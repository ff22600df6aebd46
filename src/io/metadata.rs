//! Landsat Collection 2 Level-2 MTL (XML) metadata

use crate::core::reflectance::{ReflectanceParams, LANDSAT_C2_VALID_MAX, LANDSAT_C2_VALID_MIN};
use crate::io::scene::BandSpec;
use crate::types::{LandCoverError, LandCoverResult};
use chrono::NaiveDate;
use quick_xml::events::Event;
use quick_xml::Reader;
use serde::Serialize;
use std::collections::BTreeMap;
use std::path::Path;

const PRODUCT_CONTENTS: &str = "PRODUCT_CONTENTS";
const IMAGE_ATTRIBUTES: &str = "IMAGE_ATTRIBUTES";
const SURFACE_REFLECTANCE: &str = "LEVEL2_SURFACE_REFLECTANCE_PARAMETERS";

/// Scene-level metadata needed to calibrate a Level-2 product
#[derive(Debug, Clone, PartialEq, Serialize)]
pub struct SceneMetadata {
    pub product_id: String,
    pub spacecraft: String,
    pub acquisition_date: NaiveDate,
    pub cloud_cover: Option<f64>,
    /// Band number to file name
    pub band_files: BTreeMap<u8, String>,
    /// Band number to (multiplicative, additive) reflectance rescaling
    pub reflectance_rescaling: BTreeMap<u8, (f64, f64)>,
}

impl SceneMetadata {
    pub fn from_file<P: AsRef<Path>>(path: P) -> LandCoverResult<Self> {
        let content = std::fs::read_to_string(path.as_ref())?;
        log::info!("Reading scene metadata from {}", path.as_ref().display());
        Self::from_xml(&content)
    }

    /// Parse the MTL XML document.
    ///
    /// Each field is read from its own group. Level-1 groups repeat the product
    /// id and the rescaling keys with top-of-atmosphere values, so only
    /// `PRODUCT_CONTENTS`, `IMAGE_ATTRIBUTES` and
    /// `LEVEL2_SURFACE_REFLECTANCE_PARAMETERS` are consulted.
    pub fn from_xml(xml: &str) -> LandCoverResult<Self> {
        let groups = group_elements(xml)?;
        let empty = BTreeMap::new();
        let group = |name: &str| groups.get(name).unwrap_or(&empty);
        let contents = group(PRODUCT_CONTENTS);
        let attributes = group(IMAGE_ATTRIBUTES);
        let surface = group(SURFACE_REFLECTANCE);

        let required = |fields: &BTreeMap<String, String>, section: &str, key: &str| {
            fields.get(key).cloned().ok_or_else(|| {
                LandCoverError::XmlParsing(format!("missing element <{}> in <{}>", key, section))
            })
        };

        let product_id = required(contents, PRODUCT_CONTENTS, "LANDSAT_PRODUCT_ID")?;
        let spacecraft = required(attributes, IMAGE_ATTRIBUTES, "SPACECRAFT_ID")?;
        let date = required(attributes, IMAGE_ATTRIBUTES, "DATE_ACQUIRED")?;
        let acquisition_date = NaiveDate::parse_from_str(&date, "%Y-%m-%d").map_err(|e| {
            LandCoverError::XmlParsing(format!("invalid DATE_ACQUIRED '{}': {}", date, e))
        })?;
        let cloud_cover = attributes.get("CLOUD_COVER").and_then(|v| v.parse().ok());

        let band_files = contents
            .iter()
            .filter_map(|(key, value)| band_suffix(key, "FILE_NAME_BAND_").map(|b| (b, value.clone())))
            .collect::<BTreeMap<_, _>>();

        let mut mult = BTreeMap::new();
        let mut add = BTreeMap::new();
        for (key, value) in surface {
            if let Some(band) = band_suffix(key, "REFLECTANCE_MULT_BAND_") {
                mult.insert(band, parse_number(key, value)?);
            } else if let Some(band) = band_suffix(key, "REFLECTANCE_ADD_BAND_") {
                add.insert(band, parse_number(key, value)?);
            }
        }
        let reflectance_rescaling = mult
            .into_iter()
            .filter_map(|(band, m)| add.get(&band).map(|&a| (band, (m, a))))
            .collect::<BTreeMap<_, _>>();

        log::debug!(
            "{} ({}, {}): {} band files, {} rescaled bands",
            product_id,
            spacecraft,
            acquisition_date,
            band_files.len(),
            reflectance_rescaling.len()
        );

        Ok(Self {
            product_id,
            spacecraft,
            acquisition_date,
            cloud_cover,
            band_files,
            reflectance_rescaling,
        })
    }

    /// Calibration parameters for each requested band, in order.
    pub fn reflectance_params(&self, bands: &[BandSpec]) -> LandCoverResult<Vec<ReflectanceParams>> {
        bands
            .iter()
            .map(|spec| {
                let (scale, offset) =
                    self.reflectance_rescaling.get(&spec.number).ok_or_else(|| {
                        LandCoverError::XmlParsing(format!(
                            "no REFLECTANCE_MULT/ADD for band {} ({})",
                            spec.number, spec.name
                        ))
                    })?;
                let params = ReflectanceParams {
                    valid_min: LANDSAT_C2_VALID_MIN,
                    valid_max: LANDSAT_C2_VALID_MAX,
                    scale: *scale,
                    offset: *offset,
                };
                params.validate()?;
                Ok(params)
            })
            .collect()
    }
}

/// Leaf element text grouped by the top-level group it sits in (the root's child)
fn group_elements(xml: &str) -> LandCoverResult<BTreeMap<String, BTreeMap<String, String>>> {
    let mut reader = Reader::from_str(xml);
    reader.trim_text(true);

    let mut groups: BTreeMap<String, BTreeMap<String, String>> = BTreeMap::new();
    let mut path: Vec<String> = Vec::new();

    loop {
        match reader.read_event() {
            Ok(Event::Start(ref e)) => {
                path.push(String::from_utf8_lossy(e.name().as_ref()).to_string());
            }
            Ok(Event::Text(ref e)) => {
                // leaves directly under the root have no group
                if let [_, group, .., tag] = path.as_slice() {
                    let text = e
                        .unescape()
                        .map_err(|err| LandCoverError::XmlParsing(format!("in <{}>: {}", tag, err)))?;
                    groups
                        .entry(group.clone())
                        .or_default()
                        .insert(tag.clone(), text.trim().to_string());
                }
            }
            Ok(Event::End(_)) => {
                path.pop();
            }
            Ok(Event::Eof) => break,
            Ok(_) => {}
            Err(e) => {
                return Err(LandCoverError::XmlParsing(format!(
                    "XML parsing error at position {}: {}",
                    reader.buffer_position(),
                    e
                )));
            }
        }
    }

    if !path.is_empty() {
        return Err(LandCoverError::XmlParsing("unexpected end of document".to_string()));
    }
    Ok(groups)
}

fn band_suffix(key: &str, prefix: &str) -> Option<u8> {
    key.strip_prefix(prefix)?.parse().ok()
}

fn parse_number(key: &str, value: &str) -> LandCoverResult<f64> {
    value
        .parse()
        .map_err(|_| LandCoverError::XmlParsing(format!("{} is not a number: '{}'", key, value)))
}

#[cfg(test)]
mod tests {
    use super::*;

    const MTL: &str = r#"<?xml version="1.0" encoding="UTF-8"?>
<LANDSAT_METADATA_FILE>
  <PRODUCT_CONTENTS>
    <LANDSAT_PRODUCT_ID>LC08_L2SP_042034_20210601_20210608_02_T1</LANDSAT_PRODUCT_ID>
    <FILE_NAME_BAND_4>LC08_L2SP_042034_20210601_20210608_02_T1_SR_B4.TIF</FILE_NAME_BAND_4>
    <FILE_NAME_BAND_5>LC08_L2SP_042034_20210601_20210608_02_T1_SR_B5.TIF</FILE_NAME_BAND_5>
  </PRODUCT_CONTENTS>
  <IMAGE_ATTRIBUTES>
    <SPACECRAFT_ID>LANDSAT_8</SPACECRAFT_ID>
    <DATE_ACQUIRED>2021-06-01</DATE_ACQUIRED>
    <CLOUD_COVER>0.05</CLOUD_COVER>
  </IMAGE_ATTRIBUTES>
  <LEVEL2_SURFACE_REFLECTANCE_PARAMETERS>
    <REFLECTANCE_MULT_BAND_4>2.75E-05</REFLECTANCE_MULT_BAND_4>
    <REFLECTANCE_ADD_BAND_4>-0.200000</REFLECTANCE_ADD_BAND_4>
    <REFLECTANCE_MULT_BAND_5>2.75E-05</REFLECTANCE_MULT_BAND_5>
    <REFLECTANCE_ADD_BAND_5>-0.200000</REFLECTANCE_ADD_BAND_5>
  </LEVEL2_SURFACE_REFLECTANCE_PARAMETERS>
  <LEVEL1_PROCESSING_RECORD>
    <LANDSAT_PRODUCT_ID>LC08_L1TP_042034_20210601_20210608_02_T1</LANDSAT_PRODUCT_ID>
    <FILE_NAME_BAND_4>LC08_L1TP_042034_20210601_20210608_02_T1_B4.TIF</FILE_NAME_BAND_4>
  </LEVEL1_PROCESSING_RECORD>
  <LEVEL1_RADIOMETRIC_RESCALING>
    <REFLECTANCE_MULT_BAND_4>2.0000E-05</REFLECTANCE_MULT_BAND_4>
    <REFLECTANCE_ADD_BAND_4>-0.100000</REFLECTANCE_ADD_BAND_4>
    <REFLECTANCE_MULT_BAND_5>2.0000E-05</REFLECTANCE_MULT_BAND_5>
    <REFLECTANCE_ADD_BAND_5>-0.100000</REFLECTANCE_ADD_BAND_5>
  </LEVEL1_RADIOMETRIC_RESCALING>
</LANDSAT_METADATA_FILE>
"#;

    #[test]
    fn test_parse_mtl() {
        let meta = SceneMetadata::from_xml(MTL).unwrap();
        assert_eq!(meta.spacecraft, "LANDSAT_8");
        assert_eq!(meta.acquisition_date, NaiveDate::from_ymd_opt(2021, 6, 1).unwrap());
        assert_eq!(meta.cloud_cover, Some(0.05));
        assert!(meta.band_files[&4].ends_with("_SR_B4.TIF"));
        assert_eq!(meta.reflectance_rescaling[&5], (2.75e-5, -0.2));
    }

    #[test]
    fn test_level1_groups_do_not_override_surface_reflectance() {
        let meta = SceneMetadata::from_xml(MTL).unwrap();
        assert_eq!(meta.product_id, "LC08_L2SP_042034_20210601_20210608_02_T1");
        assert_eq!(meta.reflectance_rescaling[&4], (2.75e-5, -0.2));
        assert_eq!(meta.band_files[&4], "LC08_L2SP_042034_20210601_20210608_02_T1_SR_B4.TIF");

        let params = meta.reflectance_params(&[BandSpec::new("red", 4)]).unwrap();
        assert_eq!((params[0].scale, params[0].offset), (2.75e-5, -0.2));

        // without the Level-2 group the Level-1 factors must not be picked up
        let start = MTL.find("  <LEVEL2_SURFACE_REFLECTANCE_PARAMETERS>").unwrap();
        let end = MTL.find("  <LEVEL1_PROCESSING_RECORD>").unwrap();
        let level1_only = format!("{}{}", &MTL[..start], &MTL[end..]);
        let meta = SceneMetadata::from_xml(&level1_only).unwrap();
        assert!(meta.reflectance_rescaling.is_empty());
    }

    #[test]
    fn test_reflectance_params_follow_band_order() {
        let meta = SceneMetadata::from_xml(MTL).unwrap();
        let bands = vec![BandSpec::new("nir", 5), BandSpec::new("red", 4)];
        let params = meta.reflectance_params(&bands).unwrap();
        assert_eq!(params.len(), 2);
        assert_eq!(params[0].valid_min, LANDSAT_C2_VALID_MIN);
        assert_eq!(params[1].scale, 2.75e-5);

        let missing = vec![BandSpec::new("blue", 2)];
        assert!(matches!(
            meta.reflectance_params(&missing),
            Err(LandCoverError::XmlParsing(_))
        ));
    }

    #[test]
    fn test_missing_or_malformed() {
        let no_date = MTL.replace("<DATE_ACQUIRED>2021-06-01</DATE_ACQUIRED>", "");
        assert!(matches!(
            SceneMetadata::from_xml(&no_date),
            Err(LandCoverError::XmlParsing(_))
        ));

        let bad_number = MTL.replace("2.75E-05</REFLECTANCE_MULT_BAND_4>", "abc</REFLECTANCE_MULT_BAND_4>");
        assert!(SceneMetadata::from_xml(&bad_number).is_err());

        assert!(SceneMetadata::from_xml("<LANDSAT_METADATA_FILE><A>1</B>").is_err());
    }
}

★ ★ ★ ★ ★ ★ ★

Give again, word for word, every line of the listing above from the one with "MTL (XML) metadata" to the one with "const IMAGE_ATTRIBUTES: &str", both inclusive, and nothing beyond them.

▶ **Worked solution**:
//! Landsat Collection 2 Level-2 MTL (XML) metadata

use crate::core::reflectance::{ReflectanceParams, LANDSAT_C2_VALID_MAX, LANDSAT_C2_VALID_MIN};
use crate::io::scene::BandSpec;
use crate::types::{LandCoverError, LandCoverResult};
use chrono::NaiveDate;
use quick_xml::events::Event;
use quick_xml::Reader;
use serde::Serialize;
use std::collections::BTreeMap;
use std::path::Path;

const PRODUCT_CONTENTS: &str = "PRODUCT_CONTENTS";
const IMAGE_ATTRIBUTES: &str = "IMAGE_ATTRIBUTES";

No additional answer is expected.